Sometimes on the first Sunday of August, I feel like everything that happens after that is anticlimactic, because the scheduling meeting seems like the biggest contest of the year. Coming away with a schedule that works for everyone involved, doesn't create a travel hardship for any of the coaches and teams or place every game too far away for Grandma to come watch her favorites play seems like a major victory, and everything that comes after that is icing on the cake. Adding to that, within that same scheduling structure you have three different levels of play, with parents and players having very different expectations (and tolerance) of travel and investment--those who sign up for Challenge League often have a different mindset on that than many who sign up for Open League or PMSL.
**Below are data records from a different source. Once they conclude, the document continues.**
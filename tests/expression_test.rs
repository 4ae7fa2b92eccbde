use common::{fixture_database, DatabaseTestHelper};
use sqlengine::storage::FileFormat;

mod common;

fn run_slt(format: FileFormat, file: &str) {
    let (db, _dir) = fixture_database(format);
    let db_helper = DatabaseTestHelper(db);
    let mut tester = sqllogictest::Runner::new(db_helper);
    tester.run_file(file).unwrap();
}

#[test]
fn test_query_csv() {
    run_slt(FileFormat::Csv, "tests/resources/sql/query.slt");
}

#[test]
fn test_query_parquet() {
    run_slt(FileFormat::Parquet, "tests/resources/sql/query.slt");
}
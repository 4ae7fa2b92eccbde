//! Deterministic TPC-H subset (`nation`, `orders`, `lineitem`).
//!
//! Values follow the shape of the dbgen tables closely enough for date
//! arithmetic: order dates span 1992-01-01..=1998-08-02 and line item dates
//! are derived from their order. The same seed always yields the same files.

use std::path::Path;

use chrono::{Duration, NaiveDate};
use rand::rngs::StdRng;
use rand::seq::SliceRandom;
use rand::{Rng, SeedableRng};

use crate::e2e::config::GeneratorConfig;
use crate::e2e::schema::{table_file, table_schema};
use crate::storage::{csv, parquet, FileFormat};
use crate::types::error::{Error, Result};
use crate::types::{Row, Value};

const NATIONS: [(&str, i64); 25] = [
    ("ALGERIA", 0),
    ("ARGENTINA", 1),
    ("BRAZIL", 1),
    ("CANADA", 1),
    ("EGYPT", 4),
    ("ETHIOPIA", 0),
    ("FRANCE", 3),
    ("GERMANY", 3),
    ("INDIA", 2),
    ("INDONESIA", 2),
    ("IRAN", 4),
    ("IRAQ", 4),
    ("JAPAN", 2),
    ("JORDAN", 4),
    ("KENYA", 0),
    ("MOROCCO", 0),
    ("MOZAMBIQUE", 0),
    ("PERU", 1),
    ("CHINA", 2),
    ("ROMANIA", 3),
    ("SAUDI ARABIA", 4),
    ("VIETNAM", 2),
    ("RUSSIA", 3),
    ("UNITED KINGDOM", 3),
    ("UNITED STATES", 1),
];

const PRIORITIES: [&str; 5] = ["1-URGENT", "2-HIGH", "3-MEDIUM", "4-NOT SPECIFIED", "5-LOW"];
const INSTRUCTIONS: [&str; 4] = ["DELIVER IN PERSON", "COLLECT COD", "NONE", "TAKE BACK RETURN"];
const MODES: [&str; 7] = ["REG AIR", "AIR", "RAIL", "SHIP", "TRUCK", "MAIL", "FOB"];
const WORDS: [&str; 16] = [
    "furiously", "quickly", "carefully", "blithely", "slyly", "ironic", "final", "pending",
    "regular", "special", "express", "requests", "deposits", "accounts", "packages", "theodolites",
];

const ORDER_DATE_SPAN_DAYS: i64 = 2405;
const LINEITEM_FILES: usize = 2;

fn start_date() -> Result<NaiveDate> {
    NaiveDate::from_ymd_opt(1992, 1, 1)
        .ok_or_else(|| Error::Harness("Invalid generator start date".to_string()))
}

fn current_date() -> Result<NaiveDate> {
    NaiveDate::from_ymd_opt(1995, 6, 17)
        .ok_or_else(|| Error::Harness("Invalid generator current date".to_string()))
}

fn comment(rng: &mut StdRng) -> String {
    let count = rng.gen_range(2..=6);
    (0..count)
        .filter_map(|_| WORDS.choose(rng).copied())
        .collect::<Vec<&str>>()
        .join(" ")
}

fn money(cents: i64) -> Value {
    Value::Double(cents as f64 / 100.0)
}

pub struct Tables {
    pub nation: Vec<Row>,
    pub orders: Vec<Row>,
    pub lineitem: Vec<Row>,
}

pub fn build_tables(config: &GeneratorConfig) -> Result<Tables> {
    let mut rng = StdRng::seed_from_u64(config.seed);
    let start = start_date()?;
    let current = current_date()?;

    let nation = NATIONS
        .iter()
        .enumerate()
        .map(|(key, (name, region))| {
            vec![
                Value::Long(key as i64),
                Value::Str(name.to_string()),
                Value::Long(*region),
                Value::Str(comment(&mut rng)),
            ]
        })
        .collect::<Vec<Row>>();

    let mut orders = Vec::with_capacity(config.orders);
    let mut lineitem = Vec::with_capacity(config.orders * 4);

    for order_key in 1..=config.orders as i64 {
        let order_date = start + Duration::days(rng.gen_range(0..=ORDER_DATE_SPAN_DAYS));
        let lines = rng.gen_range(1..=7);
        let mut total_cents = 0i64;
        let mut shipped = 0;

        for line_number in 1..=lines {
            let part_key: i64 = rng.gen_range(1..=200);
            let quantity: i64 = rng.gen_range(1..=50);
            let discount: i64 = rng.gen_range(0..=10);
            let tax: i64 = rng.gen_range(0..=8);
            let price_cents = 90_000 + (part_key % 1000) * 100 + part_key / 10;
            let extended_cents = quantity * price_cents;
            total_cents += extended_cents * (100 - discount) * (100 + tax) / 10_000;

            let ship_date = order_date + Duration::days(rng.gen_range(1..=121));
            let commit_date = order_date + Duration::days(rng.gen_range(30..=90));
            let receipt_date = ship_date + Duration::days(rng.gen_range(1..=30));
            let line_status = if ship_date > current { "O" } else { "F" };
            if line_status == "F" {
                shipped += 1;
            }
            let return_flag = if receipt_date <= current {
                if rng.gen_bool(0.5) {
                    "R"
                } else {
                    "A"
                }
            } else {
                "N"
            };

            lineitem.push(vec![
                Value::Long(order_key),
                Value::Long(part_key),
                Value::Long(rng.gen_range(1..=10)),
                Value::Long(line_number),
                Value::Double(quantity as f64),
                money(extended_cents),
                money(discount),
                money(tax),
                Value::Str(return_flag.to_string()),
                Value::Str(line_status.to_string()),
                Value::Date(ship_date),
                Value::Date(commit_date),
                Value::Date(receipt_date),
                Value::Str(INSTRUCTIONS[rng.gen_range(0..INSTRUCTIONS.len())].to_string()),
                Value::Str(MODES[rng.gen_range(0..MODES.len())].to_string()),
                Value::Str(comment(&mut rng)),
            ]);
        }

        let status = match shipped {
            0 => "O",
            n if n == lines => "F",
            _ => "P",
        };
        orders.push(vec![
            Value::Long(order_key),
            Value::Long(rng.gen_range(1..=150)),
            Value::Str(status.to_string()),
            money(total_cents),
            Value::Date(order_date),
            Value::Str(PRIORITIES[rng.gen_range(0..PRIORITIES.len())].to_string()),
            Value::Str(format!("Clerk#{:09}", rng.gen_range(1..=1000))),
            Value::Long(0),
            Value::Str(comment(&mut rng)),
        ]);
    }

    Ok(Tables {
        nation,
        orders,
        lineitem,
    })
}

fn write_parts(data_dir: &Path, table: &str, rows: &[Row], parts: usize) -> Result<()> {
    let schema = table_schema(table)?;
    let per_part = ((rows.len() + parts - 1) / parts).max(1);

    for (part, rows) in rows.chunks(per_part).enumerate() {
        csv::write_table(&table_file(data_dir, table, FileFormat::Csv, part), rows)?;
        parquet::write_table(
            &table_file(data_dir, table, FileFormat::Parquet, part),
            &schema,
            rows,
        )?;
    }
    Ok(())
}

/// Writes every table in both formats under `data_dir`.
pub fn generate(data_dir: &Path, config: &GeneratorConfig) -> Result<()> {
    std::fs::create_dir_all(data_dir)?;
    let tables = build_tables(config)?;

    write_parts(data_dir, "nation", &tables.nation, 1)?;
    write_parts(data_dir, "orders", &tables.orders, 1)?;
    write_parts(data_dir, "lineitem", &tables.lineitem, LINEITEM_FILES)?;

    tracing::info!(
        dir = %data_dir.display(),
        orders = tables.orders.len(),
        lineitem = tables.lineitem.len(),
        "generated TPC-H data"
    );
    Ok(())
}

#[cfg(test)]
mod tests {
    use super::*;

    fn config(orders: usize) -> GeneratorConfig {
        GeneratorConfig { orders, seed: 42 }
    }

    #[test]
    fn same_seed_same_tables() {
        let a = build_tables(&config(50)).unwrap();
        let b = build_tables(&config(50)).unwrap();
        assert_eq!(a.orders, b.orders);
        assert_eq!(a.lineitem, b.lineitem);
        assert_eq!(a.nation.len(), 25);
    }

    #[test]
    fn dates_stay_in_range_and_follow_orders() {
        let tables = build_tables(&config(200)).unwrap();
        let first = NaiveDate::from_ymd_opt(1992, 1, 1).unwrap();
        let last = NaiveDate::from_ymd_opt(1998, 8, 2).unwrap();

        for order in &tables.orders {
            let Value::Date(date) = order[4] else {
                panic!("o_orderdate is not a date");
            };
            assert!(date >= first && date <= last);
        }
        for line in &tables.lineitem {
            let (Value::Date(ship), Value::Date(receipt)) = (&line[10], &line[12]) else {
                panic!("lineitem dates are not dates");
            };
            assert!(receipt > ship);
        }
    }
}
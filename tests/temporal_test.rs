use common::{fixture_database, DatabaseTestHelper};
use sqlengine::storage::FileFormat;

mod common;

fn run_slt(format: FileFormat, file: &str) {
    let (db, _dir) = fixture_database(format);
    let db_helper = DatabaseTestHelper(db);
    let mut tester = sqllogictest::Runner::new(db_helper);
    tester.run_file(file).unwrap();
}

#[test]
fn test_timestampadd() {
    run_slt(FileFormat::Csv, "tests/resources/sql/timestampadd.slt");
    run_slt(FileFormat::Parquet, "tests/resources/sql/timestampadd.slt");
}

#[test]
fn test_timestampdiff() {
    run_slt(FileFormat::Csv, "tests/resources/sql/timestampdiff.slt");
    run_slt(FileFormat::Parquet, "tests/resources/sql/timestampdiff.slt");
}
I'm not sure what the best solution is. I was involved in the online experiment with Coastal League, and it honestly didn't seem like it was any better; in some ways it was worse. The advantage was no need for coaches to travel to the meeting, but that came at a cost; when you're trying to coordinate schedules that work for everyone, especially setting up partnerships for double-headers to minimize travel, it definitely helps to have everyone sitting at the same table. With the online system, the handicap was basically the delay in communication; some coaches were more responsive than others and some were downright elusive. This game will work with Team A, if we can make this work with with Team B. However, by the time Coach B gets around to responding, Coach A has gotten tired of waiting and made an agreement with Coach C, who's a quick responder, so now the original plan won't work and we're back to square one. It's much easier to get a quick answer--and much harder to ignore or put someone off--when you're eyeballing each other across a table.

There are a whole lot of factors that we have to work around; I totally agree with Kyle about the frustration with the tournament situation. Not only do we have to schedule around our own tournaments, but also tournaments we're not even involved in, simply because they exist. The Columbia area is the prescribed, fairly ideal compromise for Upstate and Lowcountry teams to meet--which constitutes a significant portion of games. Finding a weekend that works for both teams only to see the entire weekend blocked out in the entire Columbia area due to a tournament neither of us is attending is pretty frustrating. Ditto on ODP; we're locked out of dates for an event that so many of us don't have any players participating in, simply because it exists.

Again, I don't know what the best official, prescribed, organizational solution is. The best HUMAN solution, though, relies on us as coaches to think and act as a team, and not just about our own ideal situations. It takes our better nature and a willingness to go with it. I've been that coach who's frustrated with someone who has multiple teams and can "only" play on Sunday mornings at 9:00. I've been that coach scheduling for and coaching two teams simply because there was nobody else to do it, and I've had to appeal to other coaches to help me make it work for all the kids involved. Some people have multiple teams because of a genuine need, and they're willing to stretch their limits to make things happen for young people who want to play soccer. Others have multiple teams because they like multiple paychecks. Sometimes it takes a good look to determine which one is sitting across the table from you.

The bottom line is, nobody should walk in with the expectation of getting their ideal schedule at the expense of everyone else, and nobody should walk in resigned to being raked over the coals because others are inflexible. When you find yourself in a tight situation, it's much easier to ASK for help when you've proven yourself willing to GIVE help when you're able. And if you've accepted responsibility for coaching 3-4 teams, maybe you just have to accept that you can't do everything with each those 3-4 teams that you would with only one--tournaments, for example--because you realize you have to be just as respectful of others' scheduling needs as you are of your own. Come in with an ideal plan--yes. Try to see if you can make that ideal plan work within what works for everyone else--yes. But be willing to bend from that ideal plan when necessary, even as you ask everyone else to bend from theirs. That's the human way to make this chaos work, and all the rules and meetings and scheduling software in the world can't replace or improve on that. Good human solutions can make a bad situation work; poor human behavior can make the best organization fail.

I feel very fortunate this year. I scheduled for our U19 and U17 PMSL girls; in both groups, we were the only Lowcountry team in a division of otherwise Upstate and Midlands teams; there were no other local clubs/teams to schedule games with or to partner with to bring other teams our way. It could have been a very long season on the road for both teams, except for the fact that we had a group of coaches who were willing to work with and around each other's schedules and travel to come up with a solution that was as fair to everyone as possible, under non-ideal circumstances. I appreciate all those who were willing to balance their own team's needs with the needs of the other person's teams and to find solutions that were workable to both...give a little, get a little, that's how it should work, and I want to thank everyone who helped make that happen. If everyone could do that, we wouldn't have nearly so much frustration, no matter what the scheduling format.